Michela lo guardò, forse si sentì stringere la gola, era tornata ad emozionarsi, e disse a mezza voce: “Per incontrare lei.”

“Per incontrare me?” ripeté interdetto l’uomo, irrigidendosi e nella mente gli balenò il terribile dubbio che quella donna potesse essere stata mandata da Serventi, ma a che scopo? Se volevano uccidere, non era necessaria quella sceneggiata.

“Sì, credo che entrambi ci siamo ritrovati qui, in questo momento, perché era giunto il tempo di conoscerci dal vivo, personalmente.” disse ciò con maggiore sicurezza rispetto a tutto il resto.

“Non capisco.”

“Lo so, ma capirà. Ora, mi scusi, è meglio che io vada.”

“No!” ordinò Isaia, irritato “Tu, ora, mi spieghi chi sei e per chi lavori.”

“Adesso non è il caso, non capirebbe. Lo troverebbe assurdo!” replicò la ragazza.

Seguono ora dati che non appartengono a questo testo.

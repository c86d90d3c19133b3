//! Playlist export
//!
//! The request path snapshots the current up-vote codes and queues an
//! export task. The task converges the remote playlist to exactly that
//! snapshot: find-or-create by exact name, clear, then add in order, so a
//! retried run ends in the same state as a clean one.

use crate::db::votes::{self, UpvoteFilter};
use crate::services::cover_image;
use crate::services::provider::MusicProvider;
use crate::services::provider_auth::{require_scope, ProviderAuthStore};
use crate::workers::queue::TaskQueue;
use crate::workers::task::{ExportJob, Task};
use moody_common::db::{SCOPE_IMAGE_UPLOAD, SCOPE_PLAYLIST_MODIFY};
use moody_common::{Emotion, Error, Result, VoteContext};
use serde::{Deserialize, Serialize};
use sqlx::SqlitePool;
use std::path::PathBuf;
use tracing::{info, warn};
use uuid::Uuid;

pub const MAX_PLAYLIST_NAME_LEN: usize = 100;

#[derive(Debug, Clone, Deserialize)]
pub struct ExportRequest {
    pub emotion: Emotion,
    pub playlist_name: String,
    pub genre: Option<String>,
    pub context: Option<VoteContext>,
    /// Base64 image, optionally as a `data:` URL
    pub cover_image: Option<String>,
}

#[derive(Debug, Clone, Serialize)]
pub struct ExportAccepted {
    pub task_id: Uuid,
    pub song_count: usize,
    pub message: String,
}

/// What one successful export run did remotely
#[derive(Debug, Clone, PartialEq, Eq)]
pub struct ExportReport {
    pub playlist_id: String,
    pub created: bool,
    pub cover_uploaded: bool,
    pub removed: usize,
    pub added: usize,
}

#[derive(Clone)]
pub struct ExportService {
    db: SqlitePool,
    queue: TaskQueue,
    auth_store: ProviderAuthStore,
    image_dir: PathBuf,
}

impl ExportService {
    pub fn new(
        db: SqlitePool,
        queue: TaskQueue,
        auth_store: ProviderAuthStore,
        image_dir: PathBuf,
    ) -> Self {
        Self {
            db,
            queue,
            auth_store,
            image_dir,
        }
    }

    pub async fn request_export(&self, user_id: Uuid, request: &ExportRequest) -> Result<ExportAccepted> {
        let playlist_name = validate_playlist_name(&request.playlist_name)?;

        let auth = self
            .auth_store
            .peek_user(user_id)
            .await?
            .ok_or_else(|| Error::Permission("Connect your Spotify account first".to_string()))?;
        require_scope(&auth, SCOPE_PLAYLIST_MODIFY)?;

        let filter = UpvoteFilter {
            genre: request.genre.as_deref().filter(|g| !g.trim().is_empty()),
            context: request.context.filter(|c| *c != VoteContext::Unspecified),
            artist: None,
        };
        let song_codes = votes::upvoted_song_codes(&self.db, user_id, request.emotion, &filter).await?;
        if song_codes.is_empty() {
            return Err(Error::InvalidInput(format!(
                "Your {} playlist is empty!",
                request.emotion.full_name()
            )));
        }

        let cover_image_path = match request.cover_image.as_deref().filter(|c| !c.is_empty()) {
            Some(encoded) => Some(
                cover_image::save_cover(&self.image_dir, user_id, request.emotion, playlist_name, encoded)
                    .await?,
            ),
            None => None,
        };

        let song_count = song_codes.len();
        let job = ExportJob {
            auth_id: auth.id,
            playlist_name: playlist_name.to_string(),
            song_codes,
            cover_image_path: cover_image_path.clone(),
        };
        let task_id = match self.queue.enqueue(&Task::ExportPlaylist(job)).await {
            Ok(task_id) => task_id,
            Err(e) => {
                if let Some(path) = &cover_image_path {
                    cover_image::remove_cover(path).await;
                }
                return Err(e);
            }
        };

        info!(
            user_id = %user_id,
            task_id = %task_id,
            emotion = %request.emotion,
            song_count,
            "Playlist export queued"
        );
        Ok(ExportAccepted {
            task_id,
            song_count,
            message: format!(
                "Your {} playlist is being exported to Spotify as '{}'",
                request.emotion.full_name(),
                playlist_name
            ),
        })
    }
}

fn validate_playlist_name(name: &str) -> Result<&str> {
    let name = name.trim();
    if name.is_empty() {
        return Err(Error::InvalidInput("Playlist name is required".to_string()));
    }
    if name.chars().count() > MAX_PLAYLIST_NAME_LEN {
        return Err(Error::InvalidInput(format!(
            "Playlist name is limited to {} characters",
            MAX_PLAYLIST_NAME_LEN
        )));
    }
    Ok(name)
}

/// Materialize the job's snapshot as the remote playlist
pub async fn run_export(
    provider: &dyn MusicProvider,
    auth_store: &ProviderAuthStore,
    job: &ExportJob,
) -> Result<ExportReport> {
    let auth = auth_store.get_and_refresh(job.auth_id).await?;
    require_scope(&auth, SCOPE_PLAYLIST_MODIFY)?;
    let token = auth.access_token.as_str();

    let existing = provider
        .user_playlists(token, &auth.provider_user_id)
        .await?
        .into_iter()
        .find(|p| p.name == job.playlist_name);
    let (playlist_id, created) = match existing {
        Some(playlist) => (playlist.id, false),
        None => {
            let id = provider
                .create_playlist(token, &auth.provider_user_id, &job.playlist_name)
                .await?;
            info!(auth_id = auth.id, playlist_id = %id, "Remote playlist created");
            (id, true)
        }
    };

    let mut cover_uploaded = false;
    if let Some(path) = &job.cover_image_path {
        if auth.has_scope(SCOPE_IMAGE_UPLOAD) {
            let upload = match cover_image::load_cover(path).await {
                Ok(jpeg) => provider.upload_playlist_cover(token, &playlist_id, &jpeg).await,
                Err(e) => Err(e),
            };
            match upload {
                Ok(()) => cover_uploaded = true,
                Err(e) => warn!(
                    auth_id = auth.id,
                    playlist_id = %playlist_id,
                    error = %e,
                    "Cover upload failed, continuing export"
                ),
            }
        } else {
            info!(auth_id = auth.id, "Image upload scope not granted, skipping cover");
        }
    }

    let current = provider.playlist_track_uris(token, &playlist_id).await?;
    if !current.is_empty() {
        provider.remove_tracks(token, &playlist_id, &current).await?;
    }
    provider.add_tracks(token, &playlist_id, &job.song_codes).await?;

    if let Some(path) = &job.cover_image_path {
        cover_image::remove_cover(path).await;
    }

    info!(
        auth_id = auth.id,
        playlist_id = %playlist_id,
        created,
        removed = current.len(),
        added = job.song_codes.len(),
        "Playlist export finished"
    );
    Ok(ExportReport {
        playlist_id,
        created,
        cover_uploaded,
        removed: current.len(),
        added: job.song_codes.len(),
    })
}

“Assurdo? Dubito fortemente che riterrei qualcosa assurdo, dopo tutto quello che ho già visto.”

“Lo so cosa ha visto.”

“Com’è possibile?” sbalordì il prete.

“Visto? Ritiene già questo assurdo. Perdonami, ma se le raccontassi tutto adesso, non solo non mi crederebbe, ma probabilmente potrebbe decidere di non fidarsi di me.”

Isaia non riusciva a provare avversione per quella ragazza, nonostante la ragione gli suggerisse che poteva essere pericolosa, e dovette sforzarsi per mantenere un tono duro, nel ribadire: “Per chi lavori? Cosa vuoi da me?”

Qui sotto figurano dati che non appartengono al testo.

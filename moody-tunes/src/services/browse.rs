//! Recommendation engine
//!
//! A browse samples the catalog around the user's center for an emotion.
//! One axis is drawn at random per call and the jitter window is applied
//! on that axis only. Songs the user already voted on for the emotion (or
//! emotion and context) are never offered again.

use crate::config::RuntimeSettings;
use crate::db::{provider_auth, songs, votes};
use crate::services::browse_cache::{BrowseCache, CachedBrowsePlaylist};
use crate::services::user_emotion;
use crate::services::votes::validate_description;
use moody_common::db::Song;
use moody_common::{Attributes, Axis, Emotion, Error, Result, VoteContext};
use rand::seq::SliceRandom;
use rand::Rng;
use serde::{Deserialize, Serialize};
use sqlx::SqlitePool;
use std::sync::Arc;
use tracing::{debug, info};
use uuid::Uuid;

pub const MAX_JITTER: f64 = 0.5;

#[derive(Debug, Clone, Default, Deserialize)]
pub struct BrowseRequest {
    pub emotion: Option<Emotion>,
    pub genre: Option<String>,
    pub context: Option<VoteContext>,
    pub artist: Option<String>,
    pub jitter: Option<f64>,
    pub limit: Option<usize>,
    pub description: Option<String>,
}

/// Where the sampling center came from
#[derive(Debug, Clone, Copy, PartialEq, Eq, Serialize)]
#[serde(rename_all = "snake_case")]
pub enum CenterSource {
    ContextUpvotes,
    UserEmotion,
}

#[derive(Debug, Clone, Serialize)]
pub struct BrowseResult {
    pub emotion: Emotion,
    pub context: VoteContext,
    pub axis: Axis,
    pub center: Attributes,
    pub center_source: CenterSource,
    pub jitter: f64,
    pub songs: Vec<Song>,
}

/// Validated browse parameters
struct BrowsePlan<'a> {
    emotion: Emotion,
    context: Option<VoteContext>,
    genre: Option<&'a str>,
    artist: Option<&'a str>,
    jitter: f64,
    limit: usize,
    description: &'a str,
}

#[derive(Clone)]
pub struct BrowseService {
    db: SqlitePool,
    cache: BrowseCache,
    settings: Arc<RuntimeSettings>,
}

impl BrowseService {
    pub fn new(db: SqlitePool, cache: BrowseCache, settings: Arc<RuntimeSettings>) -> Self {
        Self { db, cache, settings }
    }

    pub async fn browse(&self, user_id: Uuid, request: &BrowseRequest) -> Result<BrowseResult> {
        let plan = self.plan(request)?;

        let (center, center_source) = self.resolve_center(user_id, plan.emotion, plan.context).await?;
        let axis = {
            let mut rng = rand::thread_rng();
            Axis::ALL[rng.gen_range(0..Axis::ALL.len())]
        };

        let top_artists = provider_auth::top_artists_for_user(&self.db, user_id).await?;
        let mut picked = Vec::new();

        if !top_artists.is_empty() {
            let filter = self.filter(
                user_id,
                &plan,
                axis,
                center,
                Some(top_artists.as_slice()),
                &[],
                plan.limit,
            );
            picked = songs::find_candidates(&self.db, &filter).await?;
            debug!(
                user_id = %user_id,
                matched = picked.len(),
                top_artists = top_artists.len(),
                "Top-artist pass"
            );
        }

        if picked.len() < plan.limit {
            let exclude: Vec<String> = picked.iter().map(|s| s.code.clone()).collect();
            let remaining = plan.limit - picked.len();
            let filter = self.filter(user_id, &plan, axis, center, None, &exclude, remaining);
            picked.extend(songs::find_candidates(&self.db, &filter).await?);
        }

        {
            let mut rng = rand::thread_rng();
            picked.shuffle(&mut rng);
        }
        picked.truncate(plan.limit);

        let context = plan.context.unwrap_or_default();
        let cached = CachedBrowsePlaylist {
            emotion: plan.emotion,
            context,
            description: plan.description.to_string(),
            playlist: picked.iter().map(|s| s.code.clone()).collect(),
        };
        self.cache.store(user_id, &cached).await?;

        info!(
            user_id = %user_id,
            emotion = %plan.emotion,
            context = %context,
            axis = axis.column(),
            jitter = plan.jitter,
            returned = picked.len(),
            "Browse playlist generated"
        );

        Ok(BrowseResult {
            emotion: plan.emotion,
            context,
            axis,
            center,
            center_source,
            jitter: plan.jitter,
            songs: picked,
        })
    }

    fn plan<'a>(&self, request: &'a BrowseRequest) -> Result<BrowsePlan<'a>> {
        let emotion = request
            .emotion
            .ok_or_else(|| Error::InvalidInput("emotion is required".to_string()))?;

        let jitter = request.jitter.unwrap_or(self.settings.browse_default_jitter);
        if !(0.0..=MAX_JITTER).contains(&jitter) {
            return Err(Error::InvalidInput(format!(
                "jitter must be between 0 and {}",
                MAX_JITTER
            )));
        }

        let limit = request.limit.unwrap_or(self.settings.browse_default_limit);
        if limit == 0 || limit > self.settings.browse_max_limit {
            return Err(Error::InvalidInput(format!(
                "limit must be between 1 and {}",
                self.settings.browse_max_limit
            )));
        }

        let description = request.description.as_deref().unwrap_or("");
        validate_description(description)?;

        Ok(BrowsePlan {
            emotion,
            context: request.context.filter(|c| *c != VoteContext::Unspecified),
            genre: non_empty(request.genre.as_deref()),
            artist: non_empty(request.artist.as_deref()),
            jitter,
            limit,
            description,
        })
    }

    async fn resolve_center(
        &self,
        user_id: Uuid,
        emotion: Emotion,
        context: Option<VoteContext>,
    ) -> Result<(Attributes, CenterSource)> {
        if let Some(context) = context {
            let upvoted =
                votes::context_upvoted_attributes(&self.db, user_id, emotion, context).await?;
            if let Some(center) = Attributes::mean(&upvoted) {
                return Ok((center, CenterSource::ContextUpvotes));
            }
        }

        let mut conn = self.db.acquire().await?;
        let row = user_emotion::ensure(&mut conn, user_id, emotion).await?;
        Ok((row.attributes(), CenterSource::UserEmotion))
    }

    #[allow(clippy::too_many_arguments)]
    fn filter<'a>(
        &self,
        user_id: Uuid,
        plan: &BrowsePlan<'a>,
        axis: Axis,
        center: Attributes,
        artists_in: Option<&'a [String]>,
        exclude_codes: &'a [String],
        limit: usize,
    ) -> songs::CandidateFilter<'a> {
        songs::CandidateFilter {
            user_id,
            emotion: plan.emotion,
            context: plan.context,
            axis,
            center_value: center.axis(axis),
            jitter: plan.jitter,
            genre: plan.genre,
            artist: plan.artist,
            artists_in,
            exclude_codes,
            limit,
        }
    }
}

fn non_empty(value: Option<&str>) -> Option<&str> {
    value.map(str::trim).filter(|v| !v.is_empty())
}

#[cfg(test)]
mod tests {
    use super::*;
    use moody_common::db::init_memory_database;
    use std::time::Duration;

    async fn service() -> BrowseService {
        let pool = init_memory_database().await.unwrap();
        BrowseService::new(
            pool,
            BrowseCache::new(Duration::from_secs(600)),
            Arc::new(RuntimeSettings::default()),
        )
    }

    #[tokio::test]
    async fn test_plan_rejects_out_of_range_parameters() {
        let service = service().await;
        let base = BrowseRequest {
            emotion: Some(Emotion::Happy),
            ..Default::default()
        };

        assert!(service.plan(&base).is_ok());
        assert!(service.plan(&BrowseRequest { emotion: None, ..base.clone() }).is_err());
        assert!(service.plan(&BrowseRequest { jitter: Some(0.51), ..base.clone() }).is_err());
        assert!(service.plan(&BrowseRequest { jitter: Some(-0.1), ..base.clone() }).is_err());
        assert!(service.plan(&BrowseRequest { jitter: Some(0.0), ..base.clone() }).is_ok());
        assert!(service.plan(&BrowseRequest { limit: Some(26), ..base.clone() }).is_err());
        assert!(service.plan(&BrowseRequest { limit: Some(0), ..base.clone() }).is_err());
        assert!(service.plan(&BrowseRequest { limit: Some(25), ..base.clone() }).is_ok());
    }

    #[tokio::test]
    async fn test_plan_defaults_and_blank_filters() {
        let service = service().await;
        let request = BrowseRequest {
            emotion: Some(Emotion::Calm),
            genre: Some("  ".to_string()),
            context: Some(VoteContext::Unspecified),
            ..Default::default()
        };
        let plan = service.plan(&request).unwrap();
        assert_eq!(plan.jitter, 0.15);
        assert_eq!(plan.limit, 9);
        assert!(plan.genre.is_none());
        assert!(plan.context.is_none());
    }
}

Se fino a quel momento c’era stato circa un metro di distanza tra di loro, Michela si avvicinò moltissimo e guardandolo dritto negli occhi, come chiedendo scusa, si limitò a dire: “Per ora le basti sapere che sono consacrata a qualcuno che ha il mio stesso nome, ma al maschile.”

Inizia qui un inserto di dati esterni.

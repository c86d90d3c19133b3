//! Worker pool
//!
//! A fixed number of tokio tasks poll the queue. Shutdown is checked
//! between tasks only, never in the middle of a handler.

use super::{process_next, WorkerContext};
use std::time::Duration;
use tokio::task::JoinHandle;
use tokio_util::sync::CancellationToken;
use tracing::{error, info};

pub const DEFAULT_POLL_INTERVAL: Duration = Duration::from_secs(2);

pub struct WorkerPool {
    handles: Vec<JoinHandle<()>>,
}

impl WorkerPool {
    pub fn start(
        ctx: WorkerContext,
        worker_count: usize,
        poll_interval: Duration,
        shutdown_token: CancellationToken,
    ) -> Self {
        let worker_count = worker_count.max(1);
        info!(worker_count, "Starting task workers");

        let handles = (0..worker_count)
            .map(|worker_id| {
                let ctx = ctx.clone();
                let token = shutdown_token.clone();
                tokio::spawn(async move { worker_loop(worker_id, ctx, poll_interval, token).await })
            })
            .collect();

        Self { handles }
    }

    /// Wait for every worker to observe shutdown
    pub async fn join(self) {
        for handle in self.handles {
            if let Err(e) = handle.await {
                error!(error = %e, "Worker task panicked");
            }
        }
    }
}

async fn worker_loop(
    worker_id: usize,
    ctx: WorkerContext,
    poll_interval: Duration,
    shutdown_token: CancellationToken,
) {
    loop {
        if shutdown_token.is_cancelled() {
            break;
        }

        let idle = match process_next(&ctx).await {
            Ok(ran) => !ran,
            Err(e) => {
                error!(worker_id, error = %e, "Worker failed to process task");
                true
            }
        };

        if idle {
            tokio::select! {
                _ = tokio::time::sleep(poll_interval) => {}
                _ = shutdown_token.cancelled() => break,
            }
        }
    }
    info!(worker_id, "Worker stopped");
}
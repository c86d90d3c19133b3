//! HTTP API handlers for moody-tunes

pub mod accounts;
pub mod auth;
pub mod extract;
pub mod health;
pub mod spotify;
pub mod tunes;

pub use accounts::account_routes;
pub use health::health_routes;
pub use spotify::spotify_routes;
pub use tunes::tunes_routes;
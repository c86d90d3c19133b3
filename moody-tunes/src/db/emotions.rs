//! Emotion registry reads

use moody_common::{Attributes, Emotion, Error, Result};
use sqlx::{Row, SqliteExecutor};

/// Default center for an emotion as stored in the registry
pub async fn load_defaults<'e, E>(executor: E, emotion: Emotion) -> Result<Attributes>
where
    E: SqliteExecutor<'e>,
{
    let row = sqlx::query("SELECT energy, valence, danceability FROM emotions WHERE name = ?")
        .bind(emotion.code())
        .fetch_optional(executor)
        .await?
        .ok_or_else(|| Error::Internal(format!("Emotion {} missing from registry", emotion)))?;

    Ok(Attributes::new(
        row.get("energy"),
        row.get("valence"),
        row.get("danceability"),
    ))
}

#[cfg(test)]
mod tests {
    use super::*;
    use moody_common::db::init_memory_database;

    #[tokio::test]
    async fn test_seeded_defaults_match_registry() {
        let pool = init_memory_database().await.unwrap();
        for emotion in Emotion::ALL {
            let stored = load_defaults(&pool, emotion).await.unwrap();
            assert_eq!(stored, emotion.default_attributes());
        }
    }
}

Isaia corrugò la fronte: quella frase non voleva dire assolutamente nulla!

La ragazza, esitò un attimo, poi timidamente appoggiò il proprio palmo sinistro sul petto del prete.

A Isaia sembrò di sentire una sorta di energia in quel punto di contatto.

“Sei molto agitato in questo periodo, stai correndo dietro a mille pensieri e mille preoccupazioni. Prenditi il tempo di sgombrare la mente da tutto, ritrovati. Senti il tuo calore interno, il tapas, il prana, il ki, lo Spirito Santo. L’hai sempre fatto, ma ora la troppa fretta ti ha distolto da ciò. Prenditi il tempo.”

Il prete era rimasto colpito da quelle parole. Effettivamente tra la congregazione, le verifiche effettuate e il problema di Gabriel, era già da diverse settimane che non si raccoglieva più in preghiera o contemplazione come invece era solito fare. Sì, diceva le sue orazioni, andava a messa, ma aveva sempre la mente assorbita in altri pensieri, o era troppo stanco. Erano passati parecchi giorni dall’ultima volta che si era rivolto al Signore con animo quieto e libero. Sì, doveva davvero riprendere le sue sane e benefiche meditazioni.

Come faceva, però, quella ragazza a saperlo? Forse aveva solo tirato ad indovinare .. Ehi, ma … dov’era finita? Non era più lì. Ce l’aveva davanti agli occhi ed era sparita senza che lui se ne accorgesse, mentre rifletteva sulle strane parole.

Isaia sospirò e si diresse verso il Vaticano, la strada era lunga.